**Directions for this task**
From the records below, count the lines containing the word "determine" and give only that number.

[[ Exercise materials, beginning ]]

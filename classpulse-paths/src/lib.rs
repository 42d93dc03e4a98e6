//! Filesystem layout for classpulse.
//!
//! Single place that decides where the daemon keeps its database, the
//! fallback event log, configuration and Unix sockets.
//!
//! | Platform | Data Directory | Socket Directory |
//! |----------|----------------|------------------|
//! | Linux    | `~/.local/share/classpulse` | `$XDG_RUNTIME_DIR` or data dir |
//! | macOS    | `~/Library/Application Support/classpulse` | Same as data dir |

use std::fs;
use std::path::{Path, PathBuf};

use anyhow::{Context, Result};
use thiserror::Error;

/// Errors specific to path resolution.
#[derive(Error, Debug)]
pub enum PathError {
    #[error("Could not determine data directory")]
    NoDataDirectory,

    #[error("Could not determine config directory")]
    NoConfigDirectory,
}

const APP_NAME: &str = "classpulse";

/// Control socket (start/stop/status commands).
const CONTROL_SOCKET_NAME: &str = "classpulse.sock";

/// Live socket (dashboard subscribers).
const LIVE_SOCKET_NAME: &str = "classpulse_live.sock";

const DATABASE_NAME: &str = "events.db";

/// Append-only JSONL file used when the database rejects an event.
const FALLBACK_LOG_NAME: &str = "session_data.jsonl";

fn ensure_private_dir(dir: &Path) -> Result<()> {
    if !dir.exists() {
        fs::create_dir_all(dir)
            .with_context(|| format!("Failed to create directory: {}", dir.display()))?;

        #[cfg(unix)]
        {
            use std::os::unix::fs::PermissionsExt;
            fs::set_permissions(dir, fs::Permissions::from_mode(0o700))
                .with_context(|| format!("Failed to set permissions on {}", dir.display()))?;
        }
    }
    Ok(())
}

/// Get the application data directory, creating it (0700) if needed.
pub fn get_data_dir() -> Result<PathBuf> {
    let base_dir = dirs::data_dir().ok_or(PathError::NoDataDirectory)?;
    let data_dir = base_dir.join(APP_NAME);
    ensure_private_dir(&data_dir)?;
    Ok(data_dir)
}

/// Get the configuration directory.
///
/// Linux uses `~/.config/classpulse`; other platforms keep config with data.
pub fn get_config_dir() -> Result<PathBuf> {
    #[cfg(target_os = "linux")]
    {
        let config_base = dirs::config_dir().ok_or(PathError::NoConfigDirectory)?;
        let config_dir = config_base.join(APP_NAME);
        ensure_private_dir(&config_dir)?;
        Ok(config_dir)
    }

    #[cfg(not(target_os = "linux"))]
    {
        get_data_dir()
    }
}

/// Get the directory that holds the Unix sockets.
pub fn get_socket_dir() -> Result<PathBuf> {
    #[cfg(target_os = "linux")]
    {
        if let Some(runtime_dir) = dirs::runtime_dir() {
            if runtime_dir.exists() {
                return Ok(runtime_dir);
            }
        }
    }

    get_data_dir()
}

pub fn get_control_socket_path() -> Result<PathBuf> {
    Ok(get_socket_dir()?.join(CONTROL_SOCKET_NAME))
}

pub fn get_live_socket_path() -> Result<PathBuf> {
    Ok(get_socket_dir()?.join(LIVE_SOCKET_NAME))
}

pub fn get_database_path() -> Result<PathBuf> {
    Ok(get_data_dir()?.join(DATABASE_NAME))
}

pub fn get_fallback_log_path() -> Result<PathBuf> {
    Ok(get_data_dir()?.join(FALLBACK_LOG_NAME))
}

/// Restrict a socket file to its owner (0600).
#[cfg(unix)]
pub fn secure_socket_permissions(socket_path: &Path) -> Result<()> {
    use std::os::unix::fs::PermissionsExt;

    if socket_path.exists() {
        fs::set_permissions(socket_path, fs::Permissions::from_mode(0o600)).with_context(|| {
            format!(
                "Failed to set socket permissions: {}",
                socket_path.display()
            )
        })?;
    }

    Ok(())
}

#[cfg(not(unix))]
pub fn secure_socket_permissions(_socket_path: &Path) -> Result<()> {
    Ok(())
}

#[cfg(test)]
mod tests {
    use super::*;

    #[test]
    fn test_data_dir_creation() {
        let dir = get_data_dir().expect("Should get data directory");
        assert!(dir.exists(), "Data directory should exist");
        assert!(dir.ends_with("classpulse"), "Should end with app name");
    }

    #[test]
    fn test_socket_paths() {
        let control = get_control_socket_path().unwrap();
        let live = get_live_socket_path().unwrap();
        assert!(control.ends_with("classpulse.sock"));
        assert!(live.ends_with("classpulse_live.sock"));
        assert_eq!(control.parent(), live.parent());
    }

    #[test]
    fn test_storage_paths_live_in_data_dir() {
        let data = get_data_dir().unwrap();
        assert_eq!(get_database_path().unwrap(), data.join("events.db"));
        assert_eq!(
            get_fallback_log_path().unwrap(),
            data.join("session_data.jsonl")
        );
    }

    #[cfg(unix)]
    #[test]
    fn test_secure_socket_permissions() {
        use std::os::unix::fs::PermissionsExt;

        let file = tempfile_path();
        std::fs::write(&file, b"").unwrap();
        secure_socket_permissions(&file).unwrap();
        let mode = std::fs::metadata(&file).unwrap().permissions().mode();
        assert_eq!(mode & 0o777, 0o600);
        std::fs::remove_file(&file).ok();
    }

    #[cfg(unix)]
    fn tempfile_path() -> PathBuf {
        std::env::temp_dir().join(format!("classpulse-perm-{}", std::process::id()))
    }
}
//! Cross-instance publish/subscribe channel
//!
//! A [`Relay`] carries room payloads between every process instance that
//! serves dashboards. [`LocalRelay`] is the in-process implementation; it
//! can be shared by several [`LiveBroadcaster`](crate::LiveBroadcaster)s.
//! [`RedisRelay`](crate::RedisRelay) spans processes.

use async_trait::async_trait;
use std::collections::HashMap;
use tokio::sync::{broadcast, Mutex};

use crate::error::{BroadcasterError, Result};

/// Messages buffered per room before a slow listener starts lagging
pub(crate) const ROOM_CHANNEL_CAPACITY: usize = 1024;

#[async_trait]
pub trait Relay: Send + Sync {
    /// Fire-and-forget delivery to every listener of the room
    async fn publish(&self, room: &str, payload: String) -> Result<()>;

    async fn subscribe(&self, room: &str) -> Result<RelaySubscription>;

    /// Release one subscription previously taken with [`Relay::subscribe`]
    async fn unsubscribe(&self, room: &str) -> Result<()>;
}

/// Stream of payloads for one room
pub struct RelaySubscription {
    room: String,
    rx: broadcast::Receiver<String>,
}

impl RelaySubscription {
    pub fn new(room: impl Into<String>, rx: broadcast::Receiver<String>) -> Self {
        Self {
            room: room.into(),
            rx,
        }
    }

    pub fn room(&self) -> &str {
        &self.room
    }

    /// Next payload, or `None` once the relay closed the room.
    /// Messages missed while lagging are skipped.
    pub async fn recv(&mut self) -> Option<String> {
        loop {
            match self.rx.recv().await {
                Ok(payload) => return Some(payload),
                Err(broadcast::error::RecvError::Lagged(skipped)) => {
                    tracing::warn!(room = %self.room, "Relay listener lagged, skipped {} messages", skipped);
                }
                Err(broadcast::error::RecvError::Closed) => return None,
            }
        }
    }
}

struct RoomChannel {
    tx: broadcast::Sender<String>,
    subscriptions: usize,
}

/// In-process relay backed by one broadcast channel per room
pub struct LocalRelay {
    rooms: Mutex<HashMap<String, RoomChannel>>,
}

impl LocalRelay {
    pub fn new() -> Self {
        Self {
            rooms: Mutex::new(HashMap::new()),
        }
    }

    /// Rooms with at least one live subscription
    pub async fn active_rooms(&self) -> usize {
        self.rooms.lock().await.len()
    }
}

impl Default for LocalRelay {
    fn default() -> Self {
        Self::new()
    }
}

#[async_trait]
impl Relay for LocalRelay {
    async fn publish(&self, room: &str, payload: String) -> Result<()> {
        let rooms = self.rooms.lock().await;
        if let Some(channel) = rooms.get(room) {
            // No listeners is not a failure for a fire-and-forget channel
            let _ = channel.tx.send(payload);
        }
        Ok(())
    }

    async fn subscribe(&self, room: &str) -> Result<RelaySubscription> {
        let mut rooms = self.rooms.lock().await;
        let channel = rooms.entry(room.to_string()).or_insert_with(|| RoomChannel {
            tx: broadcast::channel(ROOM_CHANNEL_CAPACITY).0,
            subscriptions: 0,
        });
        channel.subscriptions += 1;
        Ok(RelaySubscription::new(room, channel.tx.subscribe()))
    }

    async fn unsubscribe(&self, room: &str) -> Result<()> {
        let mut rooms = self.rooms.lock().await;
        let channel = rooms
            .get_mut(room)
            .ok_or_else(|| BroadcasterError::Relay(format!("no subscription for room {}", room)))?;

        channel.subscriptions = channel.subscriptions.saturating_sub(1);
        if channel.subscriptions == 0 {
            rooms.remove(room);
        }
        Ok(())
    }
}
impl CaptureWorker {
    /// Launch the capture process and its readers.
    ///
    /// Returns once the process is spawned. Must be called inside a tokio
    /// runtime.
    pub fn spawn(
        device_id: &str,
        session_id: i64,
        settings: &CaptureSettings,
        request: &CaptureRequest,
        handler: Arc<dyn FrameHandler>,
    ) -> io::Result<Self> {
        let mut child = build_command(settings, device_id, request).spawn()?;
        let pid = child.id();

        let (stdout, stderr) = match (child.stdout.take(), child.stderr.take()) {
            (Some(stdout), Some(stderr)) => (stdout, stderr),
            _ => {
                let _ = child.kill();
                let _ = child.wait();
                return Err(io::Error::new(io::ErrorKind::Other, "capture output not piped"));
            }
        };

        let shared = Arc::new(WorkerShared {
            device_id: device_id.to_string(),
            session_id,
            pid,
            state: Mutex::new(WorkerState {
                is_running: true,
                stopping: false,
                events_count: 0,
                error_count: 0,
                started_at: Utc::now(),
                started: Instant::now(),
                ended: None,
                exit_code: None,
            }),
            child: Mutex::new(child),
            readers: Mutex::new(Vec::with_capacity(2)),
        });

        let (tx, rx) = mpsc::unbounded_channel();

        if let Err(e) = Self::start_readers(&shared, stdout, stderr, tx) {
            let _ = shared.force_kill();
            let _ = shared.child.lock().wait();
            return Err(e);
        }

        let dispatcher = tokio::spawn(dispatch(
            Arc::clone(&shared),
            rx,
            handler,
            settings.stop_timeout(),
            settings.join_timeout(),
        ));

        info!(
            device_id = %device_id,
            session_id,
            pid,
            "Capture started"
        );

        Ok(Self {
            shared,
            dispatcher: Mutex::new(Some(dispatcher)),
            stop_timeout: settings.stop_timeout(),
            join_timeout: settings.join_timeout(),
        })
    }

    fn start_readers(
        shared: &Arc<WorkerShared>,
        stdout: ChildStdout,
        stderr: ChildStderr,
        tx: mpsc::UnboundedSender<WorkerMessage>,
    ) -> io::Result<()> {
        let out_shared = Arc::clone(shared);
        let stdout_reader = thread::Builder::new()
            .name(format!("{}-stdout", shared.device_id))
            .spawn(move || read_stdout(out_shared, stdout, tx))?;
        shared.readers.lock().push(stdout_reader);

        let device_id = shared.device_id.clone();
        let stderr_reader = thread::Builder::new()
            .name(format!("{}-stderr", shared.device_id))
            .spawn(move || read_stderr(device_id, stderr))?;
        shared.readers.lock().push(stderr_reader);

        Ok(())
    }

    pub fn device_id(&self) -> &str {
        &self.shared.device_id
    }

    pub fn session_id(&self) -> i64 {
        self.shared.session_id
    }

    pub fn is_running(&self) -> bool {
        self.shared.state.lock().is_running
    }

    pub fn status(&self) -> WorkerStatus {
        let state = self.shared.state.lock();
        let until = state.ended.unwrap_or_else(Instant::now);
        WorkerStatus {
            device_id: self.shared.device_id.clone(),
            session_id: self.shared.session_id,
            is_running: state.is_running,
            events_count: state.events_count,
            error_count: state.error_count,
            started_at: state.started_at,
            uptime: until.duration_since(state.started).as_secs_f64(),
            pid: Some(self.shared.pid),
            exit_code: state.exit_code,
        }
    }

    /// Claim the right to stop this worker. False when it already exited or
    /// another stop is in progress.
    pub fn begin_stop(&self) -> bool {
        let mut state = self.shared.state.lock();
        if !state.is_running || state.stopping {
            return false;
        }
        state.stopping = true;
        true
    }

    /// Stop the process: SIGTERM, bounded wait, SIGKILL. Returns true once
    /// the exit has been observed and the readers joined. Call after a
    /// successful [`CaptureWorker::begin_stop`].
    pub async fn stop(&self) -> bool {
        let device_id = &self.shared.device_id;
        info!(device_id = %device_id, "Stopping capture");

        let status = match self.shared.shut_down(self.stop_timeout).await {
            Ok(Some(status)) => status,
            Ok(None) => {
                error!(device_id = %device_id, "Capture process did not exit after SIGKILL");
                self.shared.state.lock().stopping = false;
                return false;
            }
            Err(e) => {
                error!(device_id = %device_id, "Error stopping capture: {}", e);
                self.shared.state.lock().stopping = false;
                return false;
            }
        };

        self.shared.join_readers(self.join_timeout).await;
        self.shared.mark_exited(Some(status));

        let dispatcher = self.dispatcher.lock().take();
        if let Some(dispatcher) = dispatcher {
            if tokio::time::timeout(self.join_timeout, dispatcher).await.is_err() {
                warn!(device_id = %device_id, "Dispatcher still draining after stop");
            }
        }

        info!(device_id = %device_id, "Capture stopped");
        true
    }
}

[[ Exercise materials, end ]]

**Solution to the exercise**
2